PERTIMBANGAN FAKTOR ERGONOMI DALAM PENJADWALAN
TENAGA KERJA
Danang Setiawan1), Sri Gunani Partiwi2)dan Dyah Santhi Dewi3)
Pascasarjana Teknik Industri, Fakultas Teknologi Industri, Institut Teknologi Sepuluh Nopember (ITS), Surabaya, Indonesia
e-mail: 1) d.setiawan.i25@gmail.com, 2) srigunani@ie.its.ac.id, 3) dyah_sd@yahoo.au
ABSTRAK
Penjadwalan tenaga kerja merupakan area implementasi strategis ergonomi, dimana manfaat yang dapat diperoleh selaras dengan dua tujuan utama ergonomi, performansi sistem keseluruhan dan kesejahteraan pekerja. Penjadwalan tenaga kerja telah diteliti secara luas, namun sebagian besar masih mengabaikan faktor-faktor yang berkaitan dengan ergonomi. Pertimbangan faktor manusia dalam sistem berperan penting dalam meningkatkan performansi sistem keseluruhan dan menjamin kesejahteraan pekerja di saat yang bersamaan. Kontribusi penelitian berada pada pemaparan dan pemodelan penjadwalan tenaga kerja pada kasus pekerjaan monoton dan berulang, yang mempertimbangkan risiko tugas kerja. Melaksanakan tugas kerja yang sama secara berulang, dapat meningkatkan stress pekerja, kelelahan, kejenuhan dan cedera apabila dilakukan pada periode yang lama. Penelitian terdiri dari tiga tahapan utama, yaitu: identifikasi faktor ergonomi, pemodelan matematis, dan pengujian numerik model. Model diformulasikan dengan pendekatan mixed integer programming dengan mempertimbangkan produktivitas sebagai fungsi tujuan. Model matematis difokuskan pada risiko pekerja ketika melaksanakan tugas kerja, yang diukur menggunakan cumulative trauma
disorders (CTD). Perbandingan output model pada pengujian numerik memberikan hasil bahwa
penjadwalan tenaga kerja mempertimbangkan risiko tugas kerja memberikan hasil yang lebih baik ditinjau dari jaminan kesejahteraan bagi pekerja dan peningkatan produktivitas pekerja. Kata kunci: ergonomi, risiko tugas kerja, penjadwalan tenaga kerja, rotasi kerja
PENDAHULUAN
Ergonomi (human factor) memiliki potensi besar untuk dapat berkontribusi pada perancangan sistem yang melibatkan manusia, baik dalam sistem kerja, produk, maupun sistem interaksi lainnya. International Ergonomic Association (IEA) mendefinisikan ergonomi sebagai disiplin ilmu yang mempelajari interaksi antara manusia dengan elemen lain dalam sistem dengan tujuan untuk mengoptimalkan kesejahteraan manusia (human well-being) dan performansi sistem keseluruhan (overall system performance). Namun, tingginya potensi ergonomi dalam sistem kerja sampai sekarang belum dieksploitasi secara maksimal (Dul et al., 2012). Perancangan sistem kerja tanpa mempertimbangkan ergonomi akan mengarah pada sistem yang kurang optimal, akibat adanya penurunan kualitas, efisiensi, munculnya keluhan kesehatan, ketidakpuasan, dll. (Dul et al., 2012).
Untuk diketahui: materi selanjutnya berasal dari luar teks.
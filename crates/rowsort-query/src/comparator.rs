//! Row ordering over a column selection.
//!
//! A [`RowComparator`] evaluates its sort columns in order; the first
//! column that does not compare equal decides. Each column's
//! [`CellComparator`] is taken from the column type when the comparator
//! is built.

use std::cmp::Ordering;
use std::collections::HashSet;

use rowsort_types::data_cell::CellComparator;
use rowsort_types::error::{Result, SortError};
use rowsort_types::row::Row;
use rowsort_types::table_spec::{TableSpec, ROWKEY_SORT_COLUMN};

/// What a sort column reads from a row.
#[derive(Debug, Clone, Copy, PartialEq, Eq)]
pub enum SortTarget {
    Column(usize),
    RowKey,
}

/// One criterion of a row comparator.
#[derive(Debug, Clone)]
pub struct SortColumn {
    pub target: SortTarget,
    pub descending: bool,
    /// Put missing cells last regardless of direction.
    pub missings_last: bool,
    comparator: CellComparator,
}

impl SortColumn {
    pub fn column(index: usize, comparator: CellComparator) -> Self {
        SortColumn {
            target: SortTarget::Column(index),
            descending: false,
            missings_last: false,
            comparator,
        }
    }

    pub fn row_key() -> Self {
        SortColumn {
            target: SortTarget::RowKey,
            descending: false,
            missings_last: false,
            comparator: CellComparator::String,
        }
    }

    pub fn descending(mut self, descending: bool) -> Self {
        self.descending = descending;
        self
    }

    pub fn missings_last(mut self, missings_last: bool) -> Self {
        self.missings_last = missings_last;
        self
    }

    fn compare(&self, a: &Row, b: &Row) -> Ordering {
        let index = match self.target {
            SortTarget::RowKey => {
                let cmp = a.key().as_str().cmp(b.key().as_str());
                return self.directed(cmp);
            }
            SortTarget::Column(index) => index,
        };

        let (ca, cb) = (a.cell(index), b.cell(index));
        if self.missings_last && (ca.is_missing() || cb.is_missing()) {
            // Independent of the direction, hence not passed through `directed`.
            return ca.is_missing().cmp(&cb.is_missing());
        }
        self.directed(self.comparator.compare(ca, cb))
    }

    fn directed(&self, cmp: Ordering) -> Ordering {
        if self.descending {
            cmp.reverse()
        } else {
            cmp
        }
    }
}

/// Total order on rows defined by an ordered list of sort columns.
#[derive(Debug, Clone)]
pub struct RowComparator {
    columns: Vec<SortColumn>,
}

impl RowComparator {
    pub fn new(columns: Vec<SortColumn>) -> Result<Self> {
        if columns.is_empty() {
            return Err(SortError::Config(
                "A row comparator needs at least one sort column".to_string(),
            ));
        }
        Ok(RowComparator { columns })
    }

    /// Order by row key only.
    pub fn by_row_key(ascending: bool) -> Self {
        RowComparator {
            columns: vec![SortColumn::row_key().descending(!ascending)],
        }
    }

    /// Build a comparator from column names and per-column directions.
    ///
    /// `names` may contain [`ROWKEY_SORT_COLUMN`] to sort by the row key.
    /// All checks happen here, before any row is read.
    pub fn for_columns<S: AsRef<str>>(
        spec: &TableSpec,
        names: &[S],
        ascending: &[bool],
        missings_last: bool,
    ) -> Result<Self> {
        if names.len() != ascending.len() {
            return Err(SortError::Config(format!(
                "Length of arguments vary: {} vs. {}",
                names.len(),
                ascending.len()
            )));
        }
        let mut seen = HashSet::new();
        for name in names {
            if !seen.insert(name.as_ref()) {
                return Err(SortError::Config(format!(
                    "Sort columns must not contain duplicates: {}",
                    name.as_ref()
                )));
            }
        }

        let mut columns = Vec::with_capacity(names.len());
        for (name, &asc) in names.iter().zip(ascending) {
            let name = name.as_ref();
            let column = match spec.find_column_index(name) {
                Some(index) => {
                    let comparator = spec.column(index).dtype.comparator();
                    SortColumn::column(index, comparator)
                        .descending(!asc)
                        .missings_last(missings_last)
                }
                None if name == ROWKEY_SORT_COLUMN => SortColumn::row_key().descending(!asc),
                None => {
                    return Err(SortError::Config(format!(
                        "Could not find column name: {}",
                        name
                    )))
                }
            };
            columns.push(column);
        }
        RowComparator::new(columns)
    }

    pub fn columns(&self) -> &[SortColumn] {
        &self.columns
    }

    pub fn compare(&self, a: &Row, b: &Row) -> Ordering {
        for column in &self.columns {
            let cmp = column.compare(a, b);
            if cmp != Ordering::Equal {
                return cmp;
            }
        }
        Ordering::Equal
    }

    /// Compare two possibly absent rows. An absent row is greater than any
    /// present row; two absent rows are equal.
    pub fn compare_nullable(&self, a: Option<&Row>, b: Option<&Row>) -> Ordering {
        match (a, b) {
            (None, None) => Ordering::Equal,
            (None, Some(_)) => Ordering::Greater,
            (Some(_), None) => Ordering::Less,
            (Some(a), Some(b)) => self.compare(a, b),
        }
    }
}

#[cfg(test)]
mod tests {
    use super::*;
    use rowsort_types::data_cell::{DataCell, DataType};

    fn spec() -> TableSpec {
        TableSpec::from_pairs(&[("a", DataType::Integer), ("b", DataType::String)]).unwrap()
    }

    fn row(key: &str, a: DataCell, b: &str) -> Row {
        Row::new(key, vec![a, b.into()])
    }

    #[test]
    fn test_first_non_equal_column_decides() {
        let cmp = RowComparator::for_columns(&spec(), &["a", "b"], &[true, false], false).unwrap();
        let r1 = row("r1", DataCell::Integer(1), "x");
        let r2 = row("r2", DataCell::Integer(1), "y");
        let r3 = row("r3", DataCell::Integer(0), "z");
        // Tie on a, b descending.
        assert_eq!(cmp.compare(&r1, &r2), Ordering::Greater);
        assert_eq!(cmp.compare(&r3, &r1), Ordering::Less);
        assert_eq!(cmp.compare(&r1, &r1), Ordering::Equal);
    }

    #[test]
    fn test_row_key_pseudo_column() {
        let cmp =
            RowComparator::for_columns(&spec(), &[ROWKEY_SORT_COLUMN], &[false], false).unwrap();
        let r1 = row("k1", DataCell::Integer(1), "x");
        let r2 = row("k2", DataCell::Integer(1), "x");
        assert_eq!(cmp.compare(&r1, &r2), Ordering::Greater);
        assert_eq!(RowComparator::by_row_key(true).compare(&r1, &r2), Ordering::Less);
    }

    #[test]
    fn test_missing_cells() {
        let present = row("p", DataCell::Integer(-100), "x");
        let missing = row("m", DataCell::Missing, "x");

        // Type-defined order: missing is smallest, so it flips with direction.
        let asc = RowComparator::for_columns(&spec(), &["a"], &[true], false).unwrap();
        let desc = RowComparator::for_columns(&spec(), &["a"], &[false], false).unwrap();
        assert_eq!(asc.compare(&missing, &present), Ordering::Less);
        assert_eq!(desc.compare(&missing, &present), Ordering::Greater);

        // missings_last: at the end in both directions.
        let asc = RowComparator::for_columns(&spec(), &["a"], &[true], true).unwrap();
        let desc = RowComparator::for_columns(&spec(), &["a"], &[false], true).unwrap();
        assert_eq!(asc.compare(&missing, &present), Ordering::Greater);
        assert_eq!(desc.compare(&missing, &present), Ordering::Greater);
        assert_eq!(desc.compare(&missing, &missing), Ordering::Equal);
    }

    #[test]
    fn test_configuration_errors() {
        let spec = spec();
        let err = RowComparator::for_columns(&spec, &["a", "b"], &[true], false).unwrap_err();
        assert!(matches!(err, SortError::Config(_)));

        let err = RowComparator::for_columns(&spec, &["a", "a"], &[true, true], false).unwrap_err();
        assert!(matches!(err, SortError::Config(_)));

        let err = RowComparator::for_columns(&spec, &["nope"], &[true], false).unwrap_err();
        assert!(err.to_string().contains("nope"));

        let empty: [&str; 0] = [];
        assert!(RowComparator::for_columns(&spec, &empty, &[], false).is_err());
    }

    #[test]
    fn test_compare_nullable() {
        let cmp = RowComparator::by_row_key(true);
        let r = row("r", DataCell::Integer(1), "x");
        assert_eq!(cmp.compare_nullable(None, None), Ordering::Equal);
        assert_eq!(cmp.compare_nullable(None, Some(&r)), Ordering::Greater);
        assert_eq!(cmp.compare_nullable(Some(&r), None), Ordering::Less);
        assert_eq!(cmp.compare_nullable(Some(&r), Some(&r)), Ordering::Equal);
    }
}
Beberapa penelitian menyatakan penyebab utama rendahnya implementasi ergonomi adalah sedikitnya integrasi ergonomi dengan sistem keseluruhan organisasi. Menindaklanjuti kondisi tersebut upaya sosialisasi dan implementasi secara optimal perlu dilakukan untuk mendapatkan keuntungan dari segi sosial dan ekonomis. Dul et al., (2012) menyatakan bahwa ergonomi harus menunjukkan nilai-nilai yang dimiliki disiplin ilmu ergonomi pada stakeholder utama perancangan sistem.
Penjadwalan tenaga kerja merupakan salah satu area implementasi strategis ergonomi dalam sistem organisasi. Hal ini karena adanya 2 (dua) hasil utama yang mungkin didapat, yaitu: meningkatkan performansi sistem keseluruhan dan disaat bersamaan menjamin kesejahteraan pekerja. Meskipun penjadwalan tenaga kerja telah diteliti secara luas, sangat sedikit penelitian yang mempertimbangkan isu ergonomi dalam permasalahan penjadwalan tenaga kerja (Wongwien dan Nanthavanij, 2012; Bentefout, 2013). Padahal, pertimbangan faktor ergonomi berperan penting dalam meningkatkan performansi sistem keseluruhan dan menjamin kesejahteraan pekerja di saat yang bersamaan.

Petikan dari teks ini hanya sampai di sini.